God and Breast Cancer Make Me a Cubs Fan…Sort Of

cubs fan cryingRecently, doctors informed my wife that she is positive for the BRAC2 gene, the mutation of the 17th chromosome that elevates the risks for breast and ovarian cancer for female carriers.

Given that my mother-in-law, who DOESN’T have the gene, and my sister-in-law, who does, both had complete mastectomies and all of the chemical trimmings that come with diagnosed breast cancer, the positive test for my wife is negative news for our family. Those who have the gene find themselves somewhere in the neighborhood of 55-85% greater risk to have breast cancer than non-carriers.  Given that my wife has a carrier AND a non-carrier with cancer diagnosed in both breasts, and my better half’s numbers aren’t looking too good.

She’s handling things great. I’m optimistic, but awaiting the inevitable gloom and doom.

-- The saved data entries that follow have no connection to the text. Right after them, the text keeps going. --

//! Command-line interface module
//!
//! This module handles argument parsing and output formatting.
//! It contains no business logic - that belongs in the [`crate::core`] module.

pub mod commands;
pub mod output;

use anyhow::Result;
use clap::Parser;

use crate::core::global_config::GlobalConfig;
use commands::Commands;

/// fwpcd - PCD token registry and library class resolver
///
/// Inspect the configuration tokens of a firmware platform and bind library
/// classes to concrete library instances.
#[derive(Parser, Debug)]
#[command(name = "fwpcd")]
#[command(author, version, about, long_about = None)]
#[command(propagate_version = true)]
pub struct Cli {
    /// Enable verbose output (-v for info, -vv for debug)
    #[arg(short, long, action = clap::ArgAction::Count, global = true)]
    pub verbose: u8,

    /// Suppress all output except errors
    #[arg(short, long, global = true)]
    pub quiet: bool,

    /// Output in JSON format for scripting
    #[arg(long, global = true)]
    pub json: bool,

    /// Project directory (defaults to the current directory)
    #[arg(short = 'C', long, global = true, env = "FWPCD_PROJECT_DIR")]
    pub project: Option<std::path::PathBuf>,

    #[command(subcommand)]
    pub command: Option<Commands>,
}

impl Cli {
    /// Execute the CLI command
    pub fn run(self, global: &GlobalConfig) -> Result<()> {
        let project_dir = match self.project {
            Some(dir) => dir,
            None => std::env::current_dir()?,
        };

        if let Some(cmd) = self.command {
            cmd.run(&project_dir, global)
        } else {
            use clap::CommandFactory;
            let mut cmd = Self::command();
            cmd.print_help()?;
            Ok(())
        }
    }
}
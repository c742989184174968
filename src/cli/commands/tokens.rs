//! Tokens command implementation
//!
//! Implements `fwpcd tokens` to list the platform's PCD token registry.

use std::path::Path;

use anyhow::{bail, Context, Result};

use crate::cli::commands::load_project;
use crate::cli::output::{self, OutputConfig};
use crate::core::ids::guid_text;
use crate::core::registry::TokenRegistry;
use crate::core::token::Token;

/// Execute the tokens command
pub fn execute(project_dir: &Path, module: Option<&str>) -> Result<()> {
    let project = load_project(project_dir)?;
    let workspace = &project.report.workspace;
    let platform = project.platform().context("Failed to load platform")?;

    let registry =
        TokenRegistry::collect(workspace, &platform).context("Failed to collect PCD tokens")?;

    let module_name = match module {
        Some(query) => match workspace.find_module(query) {
            Some(key) => Some(workspace.module_name(&key)),
            None => bail!("Unknown module '{query}'"),
        },
        None => None,
    };

    let tokens: Vec<&Token> = match &module_name {
        Some(name) => registry.tokens_for_module(name).collect(),
        None => registry.iter().collect(),
    };
    tracing::info!("Listing {} of {} token(s)", tokens.len(), registry.len());

    if OutputConfig::global().json {
        return output::json(&tokens);
    }

    if tokens.is_empty() {
        output::line("No PCD tokens.");
        return Ok(());
    }

    for token in tokens {
        let mut line = format!(
            "{}  {}  {}",
            token.key(),
            token.pcd_type,
            token.datum_type
        );
        if let Some(datum) = token.datum.as_ref().or(token.default_value.as_ref()) {
            line.push_str(&format!("  = {datum}"));
        }
        if let Some(name) = &module_name {
            line.push_str(&format!("  [{}]", token.usage_for_module(name)));
        }
        output::line(line);

        if token.has_assigned_token_space() {
            output::line(format!(
                "    assigned {} #{}",
                guid_text(&token.assigned_token_space_guid),
                token.assigned_token_number
            ));
        }
        if let Some(hii) = &token.hii {
            output::line(format!(
                "    hii {} {} +{}",
                hii.variable_name,
                guid_text(&hii.variable_guid),
                hii.variable_offset
            ));
        }
        if let Some(offset) = token.vpd_offset {
            output::line(format!("    vpd +{offset}"));
        }
    }

    output::success(format!("{} token(s)", registry.len()));
    Ok(())
}
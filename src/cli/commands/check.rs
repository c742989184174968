//! Check command implementation
//!
//! Implements `fwpcd check` to validate every platform module's library
//! instances and the platform token registry without building.

use std::path::Path;

use anyhow::{bail, Context, Result};

use crate::cli::commands::load_project;
use crate::cli::output::{self, status, OutputConfig};
use crate::core::check;

/// Execute the check command
pub fn execute(project_dir: &Path, strict: bool) -> Result<()> {
    let project = load_project(project_dir)?;
    let platform = project.platform().context("Failed to load platform")?;

    tracing::info!("Checking platform: {}", platform.name);
    let result = check::check(&project.report.workspace, &platform, strict);

    if OutputConfig::global().json {
        output::json(&result)?;
    } else {
        output::line(format!("Checking platform '{}'...\n", result.platform));

        for module in &result.modules {
            let mark = if module.outstanding.is_empty() {
                status::SUCCESS
            } else {
                status::WARNING
            };
            output::line(format!(
                "{mark} {} ({} library instance(s))",
                module.name,
                module.library_instances.len()
            ));
            for (class, candidates) in &module.outstanding {
                output::line(format!(
                    "    - {class}: {} candidate(s)",
                    candidates.len()
                ));
            }
        }
        output::line(format!("\n{} PCD token(s) collected", result.token_count));

        if !result.warnings.is_empty() {
            output::line("\nWarnings:");
            for warning in &result.warnings {
                output::line(format!("  {} {warning}", status::WARNING));
            }
        }

        if !result.errors.is_empty() {
            output::line("\nErrors:");
            for error in &result.errors {
                output::line(format!("  {} {error}", status::ERROR));
            }
        }
    }

    if !result.is_valid() {
        bail!("Check failed with {} error(s)", result.errors.len());
    }

    output::success("Platform is consistent");
    Ok(())
}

It’s just one of many things going on in life right now that feel like an ethereal kick in the balls; the end result being that I’m miserable to live with because I’m constantly waiting for the other shoe to drop and when I’m not bracing for that, then I’m raging against God for His patent unfairness.

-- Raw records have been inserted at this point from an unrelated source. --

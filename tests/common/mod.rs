//! Common test utilities and helpers
//!
//! This module provides shared utilities for integration tests.

#![allow(dead_code)]

use std::path::PathBuf;
use std::process::{Command, Output};
use tempfile::TempDir;

/// Package GUID of the sample package
pub const PKG_GUID: &str = "5e0e9358-46b6-4ae2-8218-4ab8b9bbdcec";

/// Token space GUID of the sample PCDs
pub const TOKEN_SPACE: &str = "914aebe7-4635-459b-aa1c-11e219b03a10";

pub const HELLO_GUID: &str = "6987936e-ed34-44db-ae97-1fa5e4ed2116";
pub const BASE_LIB_GUID: &str = "27d67720-ea68-48ae-93da-a3a074c90e30";
pub const DEBUG_LIB_NULL_GUID: &str = "9ba1d976-0624-41a3-8650-28165e8d9ae8";
pub const DEBUG_LIB_SERIAL_GUID: &str = "bb1adb7a-4a6f-4b0e-8c0d-4d1b9b22c4a5";

/// Four-part key of a sample module
pub fn module_key(module_guid: &str) -> String {
    format!("{module_guid} 1.0 {PKG_GUID} 1.0")
}

/// Test project context
///
/// Creates a temporary directory for test projects and provides
/// utilities for setting up test scenarios.
pub struct TestProject {
    /// Temporary directory for the test project
    pub dir: TempDir,
}

impl TestProject {
    /// Create a new test project in a temporary directory
    pub fn new() -> Self {
        Self {
            dir: TempDir::new().expect("Failed to create temp directory"),
        }
    }

    /// Create a project holding the sample workspace and platform
    pub fn sample() -> Self {
        let project = Self::new();
        project.create_file("fwpcd.toml", SAMPLE_MANIFEST);
        project.create_file("MdePkg/package.toml", SAMPLE_PACKAGE);
        project.create_file("MdePkg/HelloDxe/HelloDxe.toml", HELLO_DXE);
        project.create_file("MdePkg/BaseLib/BaseLib.toml", BASE_LIB);
        project.create_file("MdePkg/DebugLibNull/DebugLibNull.toml", DEBUG_LIB_NULL);
        project.create_file("MdePkg/DebugLibSerial/DebugLibSerial.toml", DEBUG_LIB_SERIAL);
        project.create_file("platform.toml", &sample_platform(true));
        project
    }

    /// Get the path to the test project directory
    pub fn path(&self) -> PathBuf {
        self.dir.path().to_path_buf()
    }

    /// Directory used as the fwpcd config directory
    pub fn config_dir(&self) -> PathBuf {
        self.dir.path().join(".config")
    }

    /// Create a file in the test project
    pub fn create_file(&self, name: &str, content: &str) {
        let path = self.dir.path().join(name);
        if let Some(parent) = path.parent() {
            std::fs::create_dir_all(parent).expect("Failed to create parent directories");
        }
        std::fs::write(path, content).expect("Failed to write file");
    }

    /// Check if a file exists in the test project
    pub fn file_exists(&self, name: &str) -> bool {
        self.dir.path().join(name).exists()
    }

    /// Read a file from the test project
    pub fn read_file(&self, name: &str) -> String {
        std::fs::read_to_string(self.dir.path().join(name)).expect("Failed to read file")
    }
}

impl Default for TestProject {
    fn default() -> Self {
        Self::new()
    }
}

/// Run fwpcd in the project directory with an isolated config directory
pub fn run_fwpcd(project: &TestProject, args: &[&str]) -> Output {
    let mut cmd = Command::new(env!("CARGO_BIN_EXE_fwpcd"));
    cmd.current_dir(project.path());
    cmd.env("FWPCD_CONFIG_DIR", project.config_dir());
    cmd.env_remove("FWPCD_PROJECT_DIR");
    cmd.env_remove("RUST_LOG");
    for arg in args {
        cmd.arg(arg);
    }
    cmd.output().expect("Failed to execute fwpcd")
}

/// Sample project manifest
pub const SAMPLE_MANIFEST: &str = r#"
[workspace]
name = "Sample"
packages = ["MdePkg"]
platform = "platform.toml"
"#;

/// Sample package declaring three PCDs and four modules
pub const SAMPLE_PACKAGE: &str = r#"
modules = [
    "HelloDxe/HelloDxe.toml",
    "BaseLib/BaseLib.toml",
    "DebugLibNull/DebugLibNull.toml",
    "DebugLibSerial/DebugLibSerial.toml",
]

[package]
name = "MdePkg"
guid = "5e0e9358-46b6-4ae2-8218-4ab8b9bbdcec"
version = "1.0"

[library_classes.BaseLib]
headers = ["Include/Library/BaseLib.h"]

[library_classes.DebugLib]
headers = ["Include/Library/DebugLib.h"]

[[pcds]]
c_name = "PcdHelloCount"
token_space_guid = "914aebe7-4635-459b-aa1c-11e219b03a10"
token = 1
datum_type = "UINT32"
default_value = "3"
supported_types = ["FIXED_AT_BUILD", "PATCHABLE_IN_MODULE"]

[[pcds]]
c_name = "PcdDebugPrintErrorLevel"
token_space_guid = "914aebe7-4635-459b-aa1c-11e219b03a10"
token = 2
datum_type = "UINT32"
default_value = "0x80000000"
supported_types = ["FIXED_AT_BUILD", "PATCHABLE_IN_MODULE"]

[[pcds]]
c_name = "PcdBootTimeout"
token_space_guid = "914aebe7-4635-459b-aa1c-11e219b03a10"
token = 3
datum_type = "UINT16"
default_value = "10"
supported_types = ["DYNAMIC", "DYNAMIC_EX"]
"#;

/// Driver consuming BaseLib and DebugLib
pub const HELLO_DXE: &str = r#"
[module]
name = "HelloDxe"
guid = "6987936e-ed34-44db-ae97-1fa5e4ed2116"
version = "1.0"
module_type = "DXE_DRIVER"

[[library_classes]]
name = "DebugLib"
usage = "ALWAYS_CONSUMED"

[[library_classes]]
name = "BaseLib"
usage = "ALWAYS_CONSUMED"

[[pcds]]
c_name = "PcdHelloCount"
token_space_guid = "914aebe7-4635-459b-aa1c-11e219b03a10"
item_type = "FIXED_AT_BUILD"

[[pcds]]
c_name = "PcdBootTimeout"
token_space_guid = "914aebe7-4635-459b-aa1c-11e219b03a10"
item_type = "DYNAMIC"
usage = "SOMETIMES_CONSUMED"
"#;

pub const BASE_LIB: &str = r#"
[module]
name = "BaseLib"
guid = "27d67720-ea68-48ae-93da-a3a074c90e30"
version = "1.0"
module_type = "BASE"

[[library_classes]]
name = "BaseLib"
usage = "ALWAYS_PRODUCED"
"#;

pub const DEBUG_LIB_NULL: &str = r#"
[module]
name = "DebugLibNull"
guid = "9ba1d976-0624-41a3-8650-28165e8d9ae8"
version = "1.0"
module_type = "BASE"

[[library_classes]]
name = "DebugLib"
usage = "ALWAYS_PRODUCED"
"#;

/// DebugLib instance that itself needs BaseLib
pub const DEBUG_LIB_SERIAL: &str = r#"
[module]
name = "DebugLibSerial"
guid = "bb1adb7a-4a6f-4b0e-8c0d-4d1b9b22c4a5"
version = "1.0"
module_type = "BASE"

[[library_classes]]
name = "DebugLib"
usage = "ALWAYS_PRODUCED"

[[library_classes]]
name = "BaseLib"
usage = "ALWAYS_CONSUMED"

[[pcds]]
c_name = "PcdDebugPrintErrorLevel"
token_space_guid = "914aebe7-4635-459b-aa1c-11e219b03a10"
item_type = "FIXED_AT_BUILD"
"#;

/// Sample platform building HelloDxe, with or without saved instances
pub fn sample_platform(with_instances: bool) -> String {
    let instances = if with_instances {
        format!(
            "library_instances = [\"{}\", \"{}\"]\n",
            module_key(BASE_LIB_GUID),
            module_key(DEBUG_LIB_SERIAL_GUID)
        )
    } else {
        String::new()
    };

    format!(
        r#"
[platform]
name = "SamplePlatform"
guid = "2f1b1f6c-7a3d-4c8e-9b0e-5d6c7e8f9a01"
version = "1.0"

[[modules]]
module_guid = "{HELLO_GUID}"
module_version = "1.0"
package_guid = "{PKG_GUID}"
package_version = "1.0"
{instances}
[[dynamic_pcds]]
c_name = "PcdBootTimeout"
token_space_guid = "{TOKEN_SPACE}"
datum = "5"

[[dynamic_pcds.skus]]
id = 0
value = "5"

[[dynamic_pcds.skus]]
id = 1
value = "7"
"#
    )
}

My wife called me on it. She told me to forgive God.

My boss called me on it. He said to wrestle with God, pray, study, and in the end, just nut up and be a big boy.

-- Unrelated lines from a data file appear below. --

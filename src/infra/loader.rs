//! Descriptor loading
//!
//! Reads the manifest, package, module and platform descriptors from disk and
//! builds the in-memory [`Workspace`] and [`Platform`]. A package that fails
//! to load is reported and skipped; packages loaded before it stay intact.

use std::path::{Path, PathBuf};

use tracing::{debug, info, warn};

use crate::config::defaults::{MANIFEST_FILE, PACKAGE_DISCOVERY_DEPTH, PACKAGE_FILE};
use crate::core::manifest::Manifest;
use crate::core::module::{ModuleDescriptor, ModuleInfo};
use crate::core::package::PackageDescriptor;
use crate::core::package_table::PackageDeclarationTable;
use crate::core::platform::{Platform, PlatformDescriptor};
use crate::core::workspace::Workspace;
use crate::error::{LoadError, PackageError};
use crate::infra::filesystem::{read_file, write_file};

/// Workspace plus the packages that failed to load
#[derive(Debug, Default)]
pub struct LoadReport {
    pub workspace: Workspace,
    pub failures: Vec<LoadError>,
}

/// A project opened from its manifest
#[derive(Debug)]
pub struct Project {
    /// Directory containing the manifest
    pub root: PathBuf,
    pub manifest: Manifest,
    pub report: LoadReport,
    /// Platform descriptor location
    pub platform_path: PathBuf,
}

impl Project {
    /// Load the project's platform descriptor
    pub fn platform(&self) -> Result<Platform, LoadError> {
        load_platform(&self.platform_path)
    }
}

/// Load the manifest in `root`
pub fn load_manifest(root: &Path) -> Result<Manifest, LoadError> {
    let path = root.join(MANIFEST_FILE);
    if !path.exists() {
        return Err(LoadError::ManifestNotFound { path });
    }
    let content = read_file(&path)?;
    Manifest::from_toml_with_env(&content).map_err(|error| LoadError::Parse { path, error })
}

/// Open the project rooted at `root`
///
/// Loads the manifest and every package it lists, or every package found
/// below `root` when it lists none.
pub fn open_project(root: &Path) -> Result<Project, LoadError> {
    let manifest = load_manifest(root)?;

    let package_dirs: Vec<PathBuf> = if manifest.workspace.packages.is_empty() {
        discover_packages(root)
    } else {
        manifest
            .workspace
            .packages
            .iter()
            .map(|dir| root.join(dir))
            .collect()
    };

    let report = load_workspace(&package_dirs);
    let platform_path = root.join(&manifest.workspace.platform);
    info!(
        "Opened workspace '{}' with {} package(s)",
        manifest.workspace.name,
        report.workspace.packages().count()
    );

    Ok(Project {
        root: root.to_path_buf(),
        manifest,
        report,
        platform_path,
    })
}

/// Find package directories below `root`, sorted by path
pub fn discover_packages(root: &Path) -> Vec<PathBuf> {
    let mut dirs: Vec<PathBuf> = walkdir::WalkDir::new(root)
        .max_depth(PACKAGE_DISCOVERY_DEPTH)
        .follow_links(false)
        .into_iter()
        .filter_map(Result::ok)
        .filter(|e| e.file_type().is_file() && e.file_name() == PACKAGE_FILE)
        .filter_map(|e| e.path().parent().map(Path::to_path_buf))
        .collect();
    dirs.sort();
    debug!("Discovered {} package(s) below {}", dirs.len(), root.display());
    dirs
}

/// Load every package directory into one workspace
pub fn load_workspace(package_dirs: &[PathBuf]) -> LoadReport {
    let mut report = LoadReport::default();

    for dir in package_dirs {
        let loaded = load_package(dir).and_then(|(table, modules)| {
            report
                .workspace
                .add_package(table, modules)
                .map_err(|source| LoadError::Package {
                    path: dir.join(PACKAGE_FILE),
                    source,
                })
        });
        if let Err(e) = loaded {
            warn!("Skipping package: {}", e);
            report.failures.push(e);
        }
    }
    report
}

/// Load one package and its modules
pub fn load_package(dir: &Path) -> Result<(PackageDeclarationTable, Vec<ModuleInfo>), LoadError> {
    let path = dir.join(PACKAGE_FILE);
    let content = read_file(&path)?;
    let desc = PackageDescriptor::from_toml(&content).map_err(|e| LoadError::Parse {
        path: path.clone(),
        error: e.to_string(),
    })?;

    let package_err = |source: PackageError| LoadError::Package {
        path: path.clone(),
        source,
    };
    let mut table = PackageDeclarationTable::from_descriptor(dir, &desc).map_err(package_err)?;

    let mut modules = Vec::with_capacity(desc.modules.len());
    for relative in &desc.modules {
        let module_path = dir.join(relative);
        let info = load_module(&module_path)?;
        table
            .add_module(info.id.clone(), module_path)
            .map_err(package_err)?;
        modules.push(info);
    }

    info!(
        "Loaded package {} with {} module(s)",
        table.id(),
        modules.len()
    );
    Ok((table, modules))
}

/// Load one module descriptor
pub fn load_module(path: &Path) -> Result<ModuleInfo, LoadError> {
    let content = read_file(path)?;
    let desc = ModuleDescriptor::from_toml(&content).map_err(|e| LoadError::Parse {
        path: path.to_path_buf(),
        error: e.to_string(),
    })?;
    ModuleInfo::from_descriptor(&desc).map_err(|source| LoadError::Module {
        path: path.to_path_buf(),
        source,
    })
}

/// Load a platform descriptor
pub fn load_platform(path: &Path) -> Result<Platform, LoadError> {
    let content = read_file(path)?;
    let desc = PlatformDescriptor::from_toml(&content).map_err(|e| LoadError::Parse {
        path: path.to_path_buf(),
        error: e.to_string(),
    })?;
    Platform::from_descriptor(&desc).map_err(|source| LoadError::Platform {
        path: path.to_path_buf(),
        source,
    })
}

/// Write a platform descriptor
pub fn save_platform(path: &Path, platform: &Platform) -> Result<(), LoadError> {
    let content = platform
        .to_descriptor()
        .to_toml()
        .map_err(|e| LoadError::WriteFile {
            path: path.to_path_buf(),
            error: e.to_string(),
        })?;
    write_file(path, &content)?;
    info!("Saved platform '{}' to {}", platform.name, path.display());
    Ok(())
}

#[cfg(test)]
mod tests {
    use super::*;
    use tempfile::TempDir;

    const PACKAGE: &str = r#"
modules = ["BaseLib/BaseLib.toml"]

[package]
name = "MdePkg"
guid = "5e0e9358-46b6-4ae2-8218-4ab8b9bbdcec"
version = "1.0"
"#;

    const MODULE: &str = r#"
[module]
name = "BaseLib"
guid = "27d67720-ea68-48ae-93da-a3a074c90e30"
version = "1.0"

[[library_classes]]
name = "BaseLib"
usage = "ALWAYS_PRODUCED"
"#;

    fn write_package(root: &Path, name: &str, package: &str, module: &str) -> PathBuf {
        let dir = root.join(name);
        write_file(&dir.join(PACKAGE_FILE), package).unwrap();
        write_file(&dir.join("BaseLib").join("BaseLib.toml"), module).unwrap();
        dir
    }

    #[test]
    fn test_load_package_with_module() {
        let temp = TempDir::new().unwrap();
        let dir = write_package(temp.path(), "MdePkg", PACKAGE, MODULE);

        let (table, modules) = load_package(&dir).unwrap();
        assert_eq!(table.id().name, "MdePkg");
        assert_eq!(table.module_count(), 1);
        assert_eq!(modules[0].id.name, "BaseLib");
        assert_eq!(
            table.module_file(&modules[0].id.guid, "1.0"),
            Some(dir.join("BaseLib").join("BaseLib.toml").as_path())
        );
    }

    #[test]
    fn test_duplicate_module_fails_package() {
        let temp = TempDir::new().unwrap();
        let package = PACKAGE.replace(
            r#"modules = ["BaseLib/BaseLib.toml"]"#,
            r#"modules = ["BaseLib/BaseLib.toml", "BaseLib/Copy.toml"]"#,
        );
        let dir = write_package(temp.path(), "MdePkg", &package, MODULE);
        write_file(&dir.join("BaseLib").join("Copy.toml"), MODULE).unwrap();

        let err = load_package(&dir).unwrap_err();
        assert!(matches!(
            err,
            LoadError::Package {
                source: PackageError::DuplicateModule { .. },
                ..
            }
        ));
    }

    #[test]
    fn test_broken_package_does_not_disturb_others() {
        let temp = TempDir::new().unwrap();
        let good = write_package(temp.path(), "MdePkg", PACKAGE, MODULE);
        let bad = temp.path().join("Broken");
        write_file(&bad.join(PACKAGE_FILE), "[package\nname=").unwrap();

        let report = load_workspace(&[good, bad]);
        assert_eq!(report.workspace.packages().count(), 1);
        assert_eq!(report.failures.len(), 1);
        assert!(matches!(report.failures[0], LoadError::Parse { .. }));
        assert!(report.workspace.find_module("BaseLib").is_some());
    }

    #[test]
    fn test_discover_packages() {
        let temp = TempDir::new().unwrap();
        write_package(temp.path(), "B", PACKAGE, MODULE);
        write_package(temp.path(), "A", PACKAGE, MODULE);

        let dirs = discover_packages(temp.path());
        assert_eq!(dirs, [temp.path().join("A"), temp.path().join("B")]);
    }

    #[test]
    fn test_missing_manifest() {
        let temp = TempDir::new().unwrap();
        assert!(matches!(
            load_manifest(temp.path()),
            Err(LoadError::ManifestNotFound { .. })
        ));
    }
}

Me – I’m enjoying the pity party. Only I’m not enjoying it. It’s making me miserable, and I just don’t have the energy or drive to pull myself from the funk. I’m looking for others to do that for me, and it’s not happening.

In short, I am a Cubs fan.  And let me tell you, it’s not a good feeling. Nothing sucks worse than having your hopes raised, dashed, elevated, dashed again, and finally just left to rot in the undertow of self-pity. Nothing, that is, except for paying over $100 bucks for an official jersey to advertise your participation in the misery. I’m in a funk of my own making and I can’t remember how to escape. I’m sapped for energy, purpose and passion, and I know that any changes I could make would be superficial and meaningless against the unchanged person I am.

So how do you reinvent 0r rediscover joy? Where do you turn when all of life seems poised to continue putting a boot to the old ball-sack?